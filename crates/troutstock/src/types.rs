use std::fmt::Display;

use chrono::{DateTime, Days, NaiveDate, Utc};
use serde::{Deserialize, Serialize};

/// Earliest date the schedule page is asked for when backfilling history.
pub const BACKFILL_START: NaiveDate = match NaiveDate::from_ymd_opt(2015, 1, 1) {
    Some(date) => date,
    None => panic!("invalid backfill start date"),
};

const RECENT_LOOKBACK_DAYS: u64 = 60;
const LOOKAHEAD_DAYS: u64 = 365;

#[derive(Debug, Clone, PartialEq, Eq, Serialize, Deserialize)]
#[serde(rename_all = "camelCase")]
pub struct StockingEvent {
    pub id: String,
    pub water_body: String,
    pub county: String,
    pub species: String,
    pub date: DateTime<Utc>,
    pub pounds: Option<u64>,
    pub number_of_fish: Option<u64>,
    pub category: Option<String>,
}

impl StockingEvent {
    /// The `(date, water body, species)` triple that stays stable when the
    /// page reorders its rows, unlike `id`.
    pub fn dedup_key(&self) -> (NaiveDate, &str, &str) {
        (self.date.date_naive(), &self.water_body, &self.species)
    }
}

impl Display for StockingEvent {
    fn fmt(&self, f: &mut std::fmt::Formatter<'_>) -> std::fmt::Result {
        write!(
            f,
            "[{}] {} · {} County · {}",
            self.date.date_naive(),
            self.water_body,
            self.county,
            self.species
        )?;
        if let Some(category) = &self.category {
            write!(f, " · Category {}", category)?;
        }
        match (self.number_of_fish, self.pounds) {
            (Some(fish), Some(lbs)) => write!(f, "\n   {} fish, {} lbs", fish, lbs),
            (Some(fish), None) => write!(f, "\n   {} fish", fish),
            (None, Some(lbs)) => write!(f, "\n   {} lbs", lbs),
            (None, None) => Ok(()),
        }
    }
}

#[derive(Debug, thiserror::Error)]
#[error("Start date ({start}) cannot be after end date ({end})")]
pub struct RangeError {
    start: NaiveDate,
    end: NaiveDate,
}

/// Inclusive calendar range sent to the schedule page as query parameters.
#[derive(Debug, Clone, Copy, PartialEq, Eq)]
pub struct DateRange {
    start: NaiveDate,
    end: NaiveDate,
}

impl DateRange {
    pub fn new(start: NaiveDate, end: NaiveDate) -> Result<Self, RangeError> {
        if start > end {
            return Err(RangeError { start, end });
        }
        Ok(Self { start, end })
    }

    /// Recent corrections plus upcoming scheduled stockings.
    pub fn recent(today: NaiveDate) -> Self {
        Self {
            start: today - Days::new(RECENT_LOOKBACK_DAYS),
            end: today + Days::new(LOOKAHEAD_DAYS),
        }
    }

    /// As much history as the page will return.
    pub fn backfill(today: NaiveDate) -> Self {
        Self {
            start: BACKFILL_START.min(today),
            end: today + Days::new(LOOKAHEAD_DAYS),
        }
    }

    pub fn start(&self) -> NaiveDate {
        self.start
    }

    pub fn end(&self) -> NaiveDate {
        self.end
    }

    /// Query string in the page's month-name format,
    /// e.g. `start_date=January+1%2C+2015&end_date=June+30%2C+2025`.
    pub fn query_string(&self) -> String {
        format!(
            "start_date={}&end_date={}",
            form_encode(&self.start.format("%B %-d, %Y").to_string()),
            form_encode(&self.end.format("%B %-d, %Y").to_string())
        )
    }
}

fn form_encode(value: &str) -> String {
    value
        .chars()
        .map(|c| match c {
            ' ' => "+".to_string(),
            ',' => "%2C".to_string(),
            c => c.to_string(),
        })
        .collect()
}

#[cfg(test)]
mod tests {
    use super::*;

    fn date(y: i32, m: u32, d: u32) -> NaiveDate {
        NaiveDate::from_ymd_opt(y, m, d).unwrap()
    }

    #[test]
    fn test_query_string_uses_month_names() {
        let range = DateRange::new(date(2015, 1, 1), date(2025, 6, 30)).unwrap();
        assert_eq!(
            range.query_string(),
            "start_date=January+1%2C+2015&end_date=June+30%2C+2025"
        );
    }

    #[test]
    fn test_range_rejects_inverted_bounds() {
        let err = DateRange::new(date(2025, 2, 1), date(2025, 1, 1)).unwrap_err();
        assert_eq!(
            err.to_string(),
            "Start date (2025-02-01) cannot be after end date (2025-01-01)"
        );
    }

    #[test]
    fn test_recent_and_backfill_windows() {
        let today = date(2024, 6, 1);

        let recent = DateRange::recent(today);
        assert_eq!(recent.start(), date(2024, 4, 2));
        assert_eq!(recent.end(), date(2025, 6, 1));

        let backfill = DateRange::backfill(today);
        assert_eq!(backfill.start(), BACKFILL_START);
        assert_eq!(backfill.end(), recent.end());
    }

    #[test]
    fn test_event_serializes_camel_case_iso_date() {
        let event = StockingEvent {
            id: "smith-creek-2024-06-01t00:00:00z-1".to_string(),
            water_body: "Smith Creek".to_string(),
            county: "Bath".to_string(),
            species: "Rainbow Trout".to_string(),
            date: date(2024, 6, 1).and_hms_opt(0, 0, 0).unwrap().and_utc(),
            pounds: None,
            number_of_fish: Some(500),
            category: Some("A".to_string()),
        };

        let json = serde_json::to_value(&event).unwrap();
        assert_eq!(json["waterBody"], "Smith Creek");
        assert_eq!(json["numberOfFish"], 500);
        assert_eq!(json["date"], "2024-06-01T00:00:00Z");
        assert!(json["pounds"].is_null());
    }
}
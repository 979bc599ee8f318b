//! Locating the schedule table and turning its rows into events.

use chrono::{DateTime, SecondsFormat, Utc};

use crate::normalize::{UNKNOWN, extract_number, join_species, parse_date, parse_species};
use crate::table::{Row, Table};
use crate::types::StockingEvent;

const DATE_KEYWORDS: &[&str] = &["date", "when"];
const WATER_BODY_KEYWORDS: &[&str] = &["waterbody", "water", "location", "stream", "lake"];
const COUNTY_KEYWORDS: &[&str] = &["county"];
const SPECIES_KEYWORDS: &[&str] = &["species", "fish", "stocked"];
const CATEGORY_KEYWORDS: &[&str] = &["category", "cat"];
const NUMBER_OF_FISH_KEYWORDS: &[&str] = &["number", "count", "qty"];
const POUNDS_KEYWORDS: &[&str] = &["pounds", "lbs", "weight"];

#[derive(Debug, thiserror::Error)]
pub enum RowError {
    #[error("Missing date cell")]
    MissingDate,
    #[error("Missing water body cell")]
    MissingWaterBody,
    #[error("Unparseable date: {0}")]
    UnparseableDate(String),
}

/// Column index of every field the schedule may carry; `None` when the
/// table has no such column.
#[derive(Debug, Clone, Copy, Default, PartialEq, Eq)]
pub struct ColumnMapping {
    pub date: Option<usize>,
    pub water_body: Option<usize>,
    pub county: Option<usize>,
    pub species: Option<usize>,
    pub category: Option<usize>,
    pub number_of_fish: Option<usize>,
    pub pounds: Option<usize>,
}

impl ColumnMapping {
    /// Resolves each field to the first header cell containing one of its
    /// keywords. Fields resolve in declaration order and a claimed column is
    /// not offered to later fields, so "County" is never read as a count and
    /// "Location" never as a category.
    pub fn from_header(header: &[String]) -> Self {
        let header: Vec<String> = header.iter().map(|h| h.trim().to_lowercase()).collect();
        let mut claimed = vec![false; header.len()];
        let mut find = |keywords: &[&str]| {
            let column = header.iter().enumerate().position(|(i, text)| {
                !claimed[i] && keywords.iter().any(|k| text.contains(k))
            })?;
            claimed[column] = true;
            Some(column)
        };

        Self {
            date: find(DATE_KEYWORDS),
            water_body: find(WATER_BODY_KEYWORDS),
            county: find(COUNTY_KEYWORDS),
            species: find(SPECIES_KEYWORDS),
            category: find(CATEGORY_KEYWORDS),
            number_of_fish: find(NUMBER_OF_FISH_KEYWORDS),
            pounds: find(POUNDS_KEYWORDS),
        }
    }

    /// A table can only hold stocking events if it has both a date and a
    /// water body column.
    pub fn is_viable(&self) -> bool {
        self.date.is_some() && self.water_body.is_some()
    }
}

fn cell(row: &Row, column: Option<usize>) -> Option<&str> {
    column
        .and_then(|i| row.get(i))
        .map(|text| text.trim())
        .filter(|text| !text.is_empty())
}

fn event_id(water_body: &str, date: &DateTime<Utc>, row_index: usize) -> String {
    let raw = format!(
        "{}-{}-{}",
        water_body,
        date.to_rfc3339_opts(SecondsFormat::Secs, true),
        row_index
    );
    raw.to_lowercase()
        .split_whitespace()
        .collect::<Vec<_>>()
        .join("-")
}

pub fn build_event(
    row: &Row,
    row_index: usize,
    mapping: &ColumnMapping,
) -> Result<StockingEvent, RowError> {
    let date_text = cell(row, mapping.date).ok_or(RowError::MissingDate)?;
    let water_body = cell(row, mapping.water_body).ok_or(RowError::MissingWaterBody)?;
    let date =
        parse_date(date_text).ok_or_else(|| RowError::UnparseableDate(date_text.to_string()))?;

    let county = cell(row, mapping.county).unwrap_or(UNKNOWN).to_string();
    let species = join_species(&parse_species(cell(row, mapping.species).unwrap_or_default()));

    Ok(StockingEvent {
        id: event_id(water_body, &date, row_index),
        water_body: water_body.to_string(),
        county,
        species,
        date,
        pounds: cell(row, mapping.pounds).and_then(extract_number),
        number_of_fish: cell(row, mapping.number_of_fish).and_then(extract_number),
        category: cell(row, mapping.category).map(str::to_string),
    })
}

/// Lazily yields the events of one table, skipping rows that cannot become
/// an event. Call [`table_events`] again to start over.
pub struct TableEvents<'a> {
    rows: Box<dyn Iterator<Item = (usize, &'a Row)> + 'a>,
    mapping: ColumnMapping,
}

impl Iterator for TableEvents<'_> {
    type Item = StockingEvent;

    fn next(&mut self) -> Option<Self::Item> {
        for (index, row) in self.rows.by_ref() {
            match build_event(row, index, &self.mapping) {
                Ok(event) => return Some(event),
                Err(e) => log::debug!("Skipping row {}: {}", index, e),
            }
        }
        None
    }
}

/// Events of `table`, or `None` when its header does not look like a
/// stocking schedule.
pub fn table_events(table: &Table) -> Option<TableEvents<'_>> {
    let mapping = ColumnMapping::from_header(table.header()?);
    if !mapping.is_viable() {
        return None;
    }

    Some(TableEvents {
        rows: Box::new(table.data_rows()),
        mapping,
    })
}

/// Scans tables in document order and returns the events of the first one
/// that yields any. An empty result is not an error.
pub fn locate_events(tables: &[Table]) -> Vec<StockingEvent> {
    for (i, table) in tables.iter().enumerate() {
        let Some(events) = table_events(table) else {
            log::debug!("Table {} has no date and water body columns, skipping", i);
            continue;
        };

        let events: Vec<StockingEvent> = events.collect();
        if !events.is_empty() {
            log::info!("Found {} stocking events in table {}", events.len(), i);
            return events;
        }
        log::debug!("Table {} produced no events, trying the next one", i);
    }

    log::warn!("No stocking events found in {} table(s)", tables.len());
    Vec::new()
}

+--

From the material above, count the lines that include "RangeError" and give only the total.

3